Eu fiz a denúncia de que Curitiba nunca tinha eleito uma mulher negra, um muro que parecia intransponível. Todo mundo que olhava para a campanha no início dela pensava: nossa, como fazer para superar essa barreira? Pensando que sou uma mulher do Partido dos Trabalhadores (PT), feminista, negra, e que Curitiba nunca elegeu uma mulher negra, pareciam barreiras intransponíveis.
Mas o que a gente tinha era a superação, sem perder a esperança, fazendo essa denúncia e construindo a possibilidade. Porque aí a gente falava: Curitiba nunca teve uma vereadora negra, vamos mudar essa história. E no fim da campanha, quando a gente sentiu que ela estava grande, crescendo, as pessoas me viam na rua e falavam: "Carol, vou votar em você, a gente vai fazer história".

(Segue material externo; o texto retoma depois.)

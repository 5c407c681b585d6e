//! Abstract browser automation trait.
//!
//! The automation engine (element lookup, event dispatch, JavaScript
//! execution) is an external collaborator; everything the harness needs
//! from it is expressed through the [`Driver`] trait so that engines can
//! be swapped without touching the interaction layer. [`crate::mock`]
//! provides the in-memory implementation the test suite runs against.
//!
//! The trait is synchronous: the harness issues one automation command at
//! a time and blocks inside polling waits, so an async channel would buy
//! nothing here.

use serde::{Deserialize, Serialize};

use crate::locator::Strategy;
use crate::result::{CotizarError, CotizarResult};

/// Script that synthesizes a focus-loss event on `arguments[0]`.
pub const BLUR_SCRIPT: &str =
    "arguments[0].dispatchEvent(new Event('blur', {bubbles:true}));";

/// Script that reports the native constraint-validation state of `arguments[0]`.
pub const NATIVE_INVALID_SCRIPT: &str = "return arguments[0].matches(':invalid')";

/// Opaque handle to a DOM element resolved by a [`Driver`].
///
/// Handles are only valid against the driver that produced them and may go
/// stale if the page mutates; stale-handle operations surface as
/// [`CotizarError::ElementNotFound`].
#[derive(Debug, Clone, PartialEq, Eq, Serialize, Deserialize)]
pub struct ElementHandle {
    /// Driver-scoped identifier for the element
    pub id: String,
    /// Element tag name
    pub tag_name: String,
}

impl ElementHandle {
    /// Create a new element handle
    #[must_use]
    pub fn new(id: impl Into<String>, tag_name: impl Into<String>) -> Self {
        Self {
            id: id.into(),
            tag_name: tag_name.into(),
        }
    }
}

/// Capability interface over the browser automation engine.
///
/// A single strategy miss is reported as `Ok(None)` from [`Driver::find`],
/// not as an error: "element absent" is an expected condition that locator
/// chains and validation probes branch on.
pub trait Driver {
    /// Navigate to a URL
    fn goto(&mut self, url: &str) -> CotizarResult<()>;

    /// Find the first element matching a single strategy
    fn find(&mut self, strategy: &Strategy) -> CotizarResult<Option<ElementHandle>>;

    /// Find the first element matching a strategy relative to `origin`
    fn find_from(
        &mut self,
        origin: &ElementHandle,
        strategy: &Strategy,
    ) -> CotizarResult<Option<ElementHandle>>;

    /// Whether the element is currently rendered visible
    fn is_displayed(&mut self, el: &ElementHandle) -> CotizarResult<bool>;

    /// Visible text content of the element
    fn text(&mut self, el: &ElementHandle) -> CotizarResult<String>;

    /// Read an attribute; `None` when the attribute is absent
    fn attribute(&mut self, el: &ElementHandle, name: &str) -> CotizarResult<Option<String>>;

    /// Clear any existing content of an input element
    fn clear(&mut self, el: &ElementHandle) -> CotizarResult<()>;

    /// Type text into an input element
    fn type_text(&mut self, el: &ElementHandle, text: &str) -> CotizarResult<()>;

    /// Click the element
    fn click(&mut self, el: &ElementHandle) -> CotizarResult<()>;

    /// Select an option by its visible text.
    ///
    /// Fails when the element has no selection semantics (e.g. it is a
    /// plain text input); callers fall back to typed text in that case.
    fn select_by_visible_text(&mut self, el: &ElementHandle, text: &str) -> CotizarResult<()>;

    /// Execute JavaScript in page context, optionally binding `arguments[0]`
    fn execute_js(
        &mut self,
        script: &str,
        target: Option<&ElementHandle>,
    ) -> CotizarResult<serde_json::Value>;

    /// Full visible text of the current page
    fn page_text(&mut self) -> CotizarResult<String>;

    /// Delete all cookies for the current site
    fn delete_all_cookies(&mut self) -> CotizarResult<()>;

    /// Release the underlying browser handle
    fn quit(&mut self) -> CotizarResult<()>;

    /// Synthesize a focus-loss event on the element without any other
    /// interaction. Drives client-side validation that only fires on blur.
    fn dispatch_blur(&mut self, el: &ElementHandle) -> CotizarResult<()> {
        self.execute_js(BLUR_SCRIPT, Some(el))?;
        Ok(())
    }

    /// Whether the element's native constraint validation reports invalid
    fn native_invalid(&mut self, el: &ElementHandle) -> CotizarResult<bool> {
        let value = self.execute_js(NATIVE_INVALID_SCRIPT, Some(el))?;
        value.as_bool().ok_or_else(|| CotizarError::DriverError {
            message: format!("validity probe returned non-boolean: {value}"),
        })
    }
}
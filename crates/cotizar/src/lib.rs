//! Cotizar: Browser Acceptance Harness for the Insurance Quote Form
//!
//! Cotizar (Spanish: "to quote a price") drives a vehicle-insurance quote
//! web form end to end and classifies what the application did with each
//! submission. It is built for pages that render asynchronously: every
//! time-based coordination is a polling wait, and every element lookup
//! runs through an ordered chain of fallback locator strategies.
//!
//! # Architecture
//!
//! ```text
//! ┌─────────────────────────────────────────────────────────────────┐
//! │                     COTIZAR Architecture                        │
//! ├─────────────────────────────────────────────────────────────────┤
//! │   ┌────────────┐    ┌────────────┐    ┌────────────┐            │
//! │   │ Scenario   │    │ Form /     │    │ Driver     │            │
//! │   │ (fill,     │───►│ Probe /    │───►│ (browser   │            │
//! │   │  submit)   │    │ Classifier │    │  handle)   │            │
//! │   └────────────┘    └────────────┘    └────────────┘            │
//! │         all waits polled through Waiter, no bare sleeps         │
//! └─────────────────────────────────────────────────────────────────┘
//! ```
//!
//! A scenario opens a [`Session`], boots into the form with
//! [`NavigationBootstrapper`], fills a [`FormState`] through [`QuoteForm`],
//! submits, and hands the page to [`OutcomeClassifier`], which reports
//! [`Outcome::Accepted`], [`Outcome::Refused`], [`Outcome::Blocked`] or
//! [`Outcome::Indeterminate`].

#![warn(missing_docs)]
// Lints are configured in workspace Cargo.toml [workspace.lints.clippy]
#![cfg_attr(test, allow(clippy::large_stack_arrays, clippy::large_stack_frames))]

mod driver;
mod field;
mod form;
mod locator;
pub mod mock;
mod navigation;
mod outcome;
mod probe;
mod result;
mod session;
mod wait;

pub use driver::{Driver, ElementHandle, BLUR_SCRIPT, NATIVE_INVALID_SCRIPT};
pub use field::{FieldDescriptor, FieldKind, FormState, ERROR_SIBLING_XPATH};
pub use form::{QuoteForm, QUOTE_FIELD_ID, SUBMIT_ID};
pub use locator::{LocatorChain, Strategy};
pub use navigation::NavigationBootstrapper;
pub use outcome::{Outcome, OutcomeClassifier, REFUSAL_VOCABULARY};
pub use probe::{ValidationProbe, ValidationSignal, DEFAULT_PROBE_TIMEOUT_MS};
pub use result::{CotizarError, CotizarResult};
pub use session::Session;
pub use wait::{WaitOptions, Waiter, DEFAULT_POLL_INTERVAL_MS, DEFAULT_WAIT_TIMEOUT_MS};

Eu já promovi reeducação social na campanha. Acredito totalmente no poder da educação. Sou professora e sempre defendi a educação pública. Estudei em escola pública, fiz faculdade e mestrado em universidade pública, e agora sou doutoranda. É este o poder do professor, da palavra, o poder de ensinar. São estes os nossos mecanismos, nossos canais.

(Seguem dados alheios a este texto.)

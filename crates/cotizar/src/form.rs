//! Quote form page object.
//!
//! The externally-defined surface of the form under test: its eleven
//! logical fields, the submission control and the result field, each
//! behind a locator chain so markup drift stays absorbed here.

use tracing::debug;

use crate::driver::Driver;
use crate::field::{FieldDescriptor, FormState};
use crate::locator::{LocatorChain, Strategy};
use crate::result::{CotizarError, CotizarResult};

/// id of the submission control
pub const SUBMIT_ID: &str = "btnSubmit";

/// id of the field exposing the computed quote as its value attribute
pub const QUOTE_FIELD_ID: &str = "finalQuote";

/// Registry of the quote form's fields and controls
#[derive(Debug, Clone)]
pub struct QuoteForm {
    fields: Vec<FieldDescriptor>,
    submit_chain: LocatorChain,
    quote_chain: LocatorChain,
}

impl Default for QuoteForm {
    fn default() -> Self {
        Self::new()
    }
}

impl QuoteForm {
    /// The form as the application under test exposes it
    #[must_use]
    pub fn new() -> Self {
        let fields = vec![
            FieldDescriptor::text("firstName"),
            FieldDescriptor::text("lastName"),
            FieldDescriptor::text("address"),
            FieldDescriptor::text("city"),
            // choice or free-text depending on the build
            FieldDescriptor::choice("province"),
            FieldDescriptor::text("postalCode"),
            FieldDescriptor::text("phone"),
            FieldDescriptor::text("email"),
            FieldDescriptor::text("age"),
            FieldDescriptor::text("experience"),
            FieldDescriptor::text("accidents"),
        ];
        Self {
            fields,
            submit_chain: LocatorChain::first(SUBMIT_ID, Strategy::id(SUBMIT_ID)),
            quote_chain: LocatorChain::first(QUOTE_FIELD_ID, Strategy::id(QUOTE_FIELD_ID)),
        }
    }

    /// All field descriptors in form order
    #[must_use]
    pub fn fields(&self) -> &[FieldDescriptor] {
        &self.fields
    }

    /// Look up a field by logical id
    #[must_use]
    pub fn field(&self, id: &str) -> Option<&FieldDescriptor> {
        self.fields.iter().find(|f| f.id() == id)
    }

    /// The field whose presence marks the form as rendered
    #[must_use]
    pub fn first_field(&self) -> &FieldDescriptor {
        &self.fields[0]
    }

    /// Locator chain for the result field
    #[must_use]
    pub const fn quote_chain(&self) -> &LocatorChain {
        &self.quote_chain
    }

    /// Enter every value of `state` into its field.
    ///
    /// # Errors
    ///
    /// Returns [`CotizarError::ElementNotFound`] for an entry naming a
    /// field the form does not have, or when a field fails to resolve.
    pub fn fill(&self, driver: &mut dyn Driver, state: &FormState) -> CotizarResult<()> {
        for (id, value) in state.iter() {
            let field = self
                .field(id)
                .ok_or_else(|| CotizarError::ElementNotFound {
                    target: id.to_string(),
                })?;
            field.set(driver, value)?;
        }
        debug!(entries = state.len(), "form filled");
        Ok(())
    }

    /// Activate the submission control
    pub fn submit(&self, driver: &mut dyn Driver) -> CotizarResult<()> {
        let el = self.submit_chain.resolve(driver)?;
        driver.click(&el)
    }

    /// Read the quote field's current value, trimmed; a missing quote
    /// field reads as empty
    pub fn quote_value(&self, driver: &mut dyn Driver) -> String {
        let Ok(el) = self.quote_chain.resolve(driver) else {
            return String::new();
        };
        driver
            .attribute(&el, "value")
            .ok()
            .flatten()
            .map(|v| v.trim().to_string())
            .unwrap_or_default()
    }
}
//! Scenario-scoped browser session.
//!
//! One [`Session`] per scenario: it owns the automation handle and the
//! default wait budget, is created at scenario start, and is fully torn
//! down at scenario end regardless of outcome. Teardown failures are
//! logged and discarded; cleanup must never mask or overwrite a test's
//! actual result. Sessions are never shared across scenarios.

use tracing::warn;

use crate::driver::Driver;
use crate::result::{CotizarError, CotizarResult};
use crate::wait::{WaitOptions, Waiter};

/// One browser automation handle plus its default wait budget
pub struct Session<D: Driver> {
    driver: D,
    home_url: String,
    wait: WaitOptions,
    torn_down: bool,
}

impl<D: Driver> std::fmt::Debug for Session<D> {
    fn fmt(&self, f: &mut std::fmt::Formatter<'_>) -> std::fmt::Result {
        f.debug_struct("Session")
            .field("home_url", &self.home_url)
            .field("wait", &self.wait)
            .field("torn_down", &self.torn_down)
            .finish_non_exhaustive()
    }
}

impl<D: Driver> Session<D> {
    /// Create a session over an automation handle
    pub fn new(driver: D, home_url: impl Into<String>) -> Self {
        Self {
            driver,
            home_url: home_url.into(),
            wait: WaitOptions::default(),
            torn_down: false,
        }
    }

    /// Override the default wait budget
    #[must_use]
    pub fn with_wait_options(mut self, options: WaitOptions) -> Self {
        self.wait = options;
        self
    }

    /// Navigate to the landing page
    pub fn start(&mut self) -> CotizarResult<()> {
        let url = self.home_url.clone();
        self.driver
            .goto(&url)
            .map_err(|err| CotizarError::SessionError {
                message: format!("could not reach '{url}': {err}"),
            })
    }

    /// The landing page URL
    #[must_use]
    pub fn home_url(&self) -> &str {
        &self.home_url
    }

    /// The session's default wait options
    #[must_use]
    pub const fn wait_options(&self) -> WaitOptions {
        self.wait
    }

    /// A waiter polling with the session's default budget
    #[must_use]
    pub fn waiter(&self) -> Waiter {
        Waiter::with_options(self.wait)
    }

    /// Mutable access to the automation handle
    pub fn driver(&mut self) -> &mut D {
        &mut self.driver
    }

    /// Read access to the automation handle
    #[must_use]
    pub fn driver_ref(&self) -> &D {
        &self.driver
    }

    /// Purge cookies and release the browser handle.
    ///
    /// Idempotent. Failures are logged and swallowed: by the time teardown
    /// runs the scenario's pass/fail is already decided, and a dying
    /// browser must not rewrite it.
    pub fn teardown(&mut self) {
        if self.torn_down {
            return;
        }
        self.torn_down = true;
        if let Err(err) = self.driver.delete_all_cookies() {
            warn!(%err, "cookie purge failed during teardown");
        }
        if let Err(err) = self.driver.quit() {
            warn!(%err, "browser quit failed during teardown");
        }
    }
}

impl<D: Driver> Drop for Session<D> {
    fn drop(&mut self) {
        self.teardown();
    }
}

#[cfg(test)]
mod tests {
    use super::*;
    use crate::driver::ElementHandle;
    use crate::locator::Strategy;
    use crate::mock::MockDriver;
    use std::sync::atomic::{AtomicBool, Ordering};
    use std::sync::Arc;

    #[test]
    fn test_start_navigates_home() {
        let mut session = Session::new(MockDriver::new(), "http://localhost/prog8170a04/");
        session.start().unwrap();
        assert_eq!(session.driver_ref().url(), "http://localhost/prog8170a04/");
    }

    #[test]
    fn test_teardown_purges_cookies_and_quits() {
        let mut session = Session::new(MockDriver::new(), "http://localhost/");
        session.teardown();
        assert!(session.driver_ref().cookies_cleared);
        assert!(session.driver_ref().quit_called);
    }

    #[test]
    fn test_teardown_is_idempotent() {
        let mut session = Session::new(MockDriver::new(), "http://localhost/");
        session.teardown();
        session.teardown();
        let quits = session
            .driver_ref()
            .history()
            .iter()
            .filter(|c| c.as_str() == "quit")
            .count();
        assert_eq!(quits, 1);
    }

    #[test]
    fn test_teardown_swallows_driver_failures() {
        let mut driver = MockDriver::new();
        driver.fail_on_delete_cookies = true;
        driver.fail_on_quit = true;
        let mut session = Session::new(driver, "http://localhost/");
        // must not panic or propagate
        session.teardown();
        assert!(session.driver_ref().was_called("delete_all_cookies"));
        assert!(session.driver_ref().was_called("quit"));
    }

    #[test]
    fn test_cookie_failure_does_not_skip_quit() {
        let mut driver = MockDriver::new();
        driver.fail_on_delete_cookies = true;
        let mut session = Session::new(driver, "http://localhost/");
        session.teardown();
        assert!(session.driver_ref().quit_called);
    }

    /// Driver wrapper that reports quit through a shared flag, so teardown
    /// on drop is observable from outside the session.
    struct QuitProbe {
        inner: MockDriver,
        quit_flag: Arc<AtomicBool>,
    }

    impl Driver for QuitProbe {
        fn goto(&mut self, url: &str) -> crate::CotizarResult<()> {
            self.inner.goto(url)
        }
        fn find(&mut self, s: &Strategy) -> crate::CotizarResult<Option<ElementHandle>> {
            self.inner.find(s)
        }
        fn find_from(
            &mut self,
            o: &ElementHandle,
            s: &Strategy,
        ) -> crate::CotizarResult<Option<ElementHandle>> {
            self.inner.find_from(o, s)
        }
        fn is_displayed(&mut self, el: &ElementHandle) -> crate::CotizarResult<bool> {
            self.inner.is_displayed(el)
        }
        fn text(&mut self, el: &ElementHandle) -> crate::CotizarResult<String> {
            self.inner.text(el)
        }
        fn attribute(
            &mut self,
            el: &ElementHandle,
            name: &str,
        ) -> crate::CotizarResult<Option<String>> {
            self.inner.attribute(el, name)
        }
        fn clear(&mut self, el: &ElementHandle) -> crate::CotizarResult<()> {
            self.inner.clear(el)
        }
        fn type_text(&mut self, el: &ElementHandle, text: &str) -> crate::CotizarResult<()> {
            self.inner.type_text(el, text)
        }
        fn click(&mut self, el: &ElementHandle) -> crate::CotizarResult<()> {
            self.inner.click(el)
        }
        fn select_by_visible_text(
            &mut self,
            el: &ElementHandle,
            text: &str,
        ) -> crate::CotizarResult<()> {
            self.inner.select_by_visible_text(el, text)
        }
        fn execute_js(
            &mut self,
            script: &str,
            target: Option<&ElementHandle>,
        ) -> crate::CotizarResult<serde_json::Value> {
            self.inner.execute_js(script, target)
        }
        fn page_text(&mut self) -> crate::CotizarResult<String> {
            self.inner.page_text()
        }
        fn delete_all_cookies(&mut self) -> crate::CotizarResult<()> {
            self.inner.delete_all_cookies()
        }
        fn quit(&mut self) -> crate::CotizarResult<()> {
            self.quit_flag.store(true, Ordering::SeqCst);
            self.inner.quit()
        }
    }

    #[test]
    fn test_drop_runs_teardown() {
        let quit_flag = Arc::new(AtomicBool::new(false));
        {
            let _session = Session::new(
                QuitProbe {
                    inner: MockDriver::new(),
                    quit_flag: quit_flag.clone(),
                },
                "http://localhost/",
            );
        }
        assert!(quit_flag.load(Ordering::SeqCst));
    }
}
//! Polling wait primitive.
//!
//! Every time-based coordination in the harness goes through [`Waiter`]:
//! elements appearing after navigation, validation labels rendered on blur,
//! the quote field filling in after submission. No other component sleeps.
//!
//! A predicate error that stems from a transiently missing element is
//! treated as "currently false", not as wait failure, so that elements
//! appearing asynchronously do not abort the wait early.

use std::time::{Duration, Instant};

use crate::result::{CotizarError, CotizarResult};

/// Default timeout for wait operations (5 seconds)
pub const DEFAULT_WAIT_TIMEOUT_MS: u64 = 5_000;

/// Default polling interval (100ms)
pub const DEFAULT_POLL_INTERVAL_MS: u64 = 100;

/// Options for wait operations
#[derive(Debug, Clone, Copy, PartialEq, Eq)]
pub struct WaitOptions {
    /// Timeout in milliseconds
    pub timeout_ms: u64,
    /// Polling interval in milliseconds
    pub poll_interval_ms: u64,
}

impl Default for WaitOptions {
    fn default() -> Self {
        Self {
            timeout_ms: DEFAULT_WAIT_TIMEOUT_MS,
            poll_interval_ms: DEFAULT_POLL_INTERVAL_MS,
        }
    }
}

impl WaitOptions {
    /// Create new wait options with defaults
    #[must_use]
    pub fn new() -> Self {
        Self::default()
    }

    /// Set timeout in milliseconds
    #[must_use]
    pub const fn with_timeout(mut self, timeout_ms: u64) -> Self {
        self.timeout_ms = timeout_ms;
        self
    }

    /// Set polling interval in milliseconds
    #[must_use]
    pub const fn with_poll_interval(mut self, poll_interval_ms: u64) -> Self {
        self.poll_interval_ms = poll_interval_ms;
        self
    }

    /// Get timeout as Duration
    #[must_use]
    pub const fn timeout(&self) -> Duration {
        Duration::from_millis(self.timeout_ms)
    }

    /// Get poll interval as Duration
    #[must_use]
    pub const fn poll_interval(&self) -> Duration {
        Duration::from_millis(self.poll_interval_ms)
    }
}

/// Condition-polling engine.
///
/// Repeatedly evaluates a predicate against the live page until it holds
/// or the timeout budget is spent.
#[derive(Debug, Clone, Default)]
pub struct Waiter {
    options: WaitOptions,
}

impl Waiter {
    /// Create a waiter with default options
    #[must_use]
    pub fn new() -> Self {
        Self::default()
    }

    /// Create a waiter with custom options
    #[must_use]
    pub const fn with_options(options: WaitOptions) -> Self {
        Self { options }
    }

    /// The options this waiter polls with
    #[must_use]
    pub const fn options(&self) -> &WaitOptions {
        &self.options
    }

    /// Poll `predicate` until it returns `Ok(true)` or the timeout elapses.
    ///
    /// Returns the final observation: `true` only if the predicate was seen
    /// true before expiry. `Err` from the predicate reads as false: a
    /// probe against an element that has not appeared yet is an ordinary
    /// negative observation.
    pub fn wait_until<F>(&self, mut predicate: F) -> bool
    where
        F: FnMut() -> CotizarResult<bool>,
    {
        let start = Instant::now();
        let timeout = self.options.timeout();
        let poll_interval = self.options.poll_interval();

        while start.elapsed() < timeout {
            if predicate().unwrap_or(false) {
                return true;
            }
            std::thread::sleep(poll_interval);
        }

        // one last look after the budget is spent, as the page may have
        // settled during the final sleep
        predicate().unwrap_or(false)
    }

    /// Like [`Waiter::wait_until`] but an expired wait is an error.
    ///
    /// For waits that guard a hard dependency, where "still absent" means
    /// the scenario cannot proceed.
    pub fn require<F>(&self, mut predicate: F) -> CotizarResult<()>
    where
        F: FnMut() -> CotizarResult<bool>,
    {
        if self.wait_until(&mut predicate) {
            Ok(())
        } else {
            Err(CotizarError::Timeout {
                ms: self.options.timeout_ms,
            })
        }
    }
}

Para o presidente Jair Bolsonaro e seus apoiadores, o debate de ideias deve ficar de fora da sala de aula, que deve ser um espaço livre de "doutrinação". Como você reage a isso?
Com esse tipo de coisa, a gente não conversa. Como conversar com o ódio? Tem que haver minimamente uma abertura para estabelecer um diálogo. Não tem como dialogar com esse tipo de postura, de alguém que está fechado para aprender. Tem uma coisa maravilhosa que vejo na infância e juventude, que é o lugar de semear a transformação, por conta da mente aberta para a possibilidade de aprender novas coisas. Quando você tem uma criatura fechada para qualquer coisa, não adianta insistir.
E acho que o Bolsonaro tem sido pedagógico, ele também ensina. Por incrível que pareça, muitas pessoas vieram falar comigo na rua dizendo que iam votar em mim, mas tinham votado no Bolsonaro. Elas diziam ter consciência do erro que cometeram, sem saber o que estavam fazendo, por estarem cansadas da política. Não foram nem uma, nem duas pessoas que falaram isso, dizendo ter percebido a importância de olhar para o projeto político da pessoa.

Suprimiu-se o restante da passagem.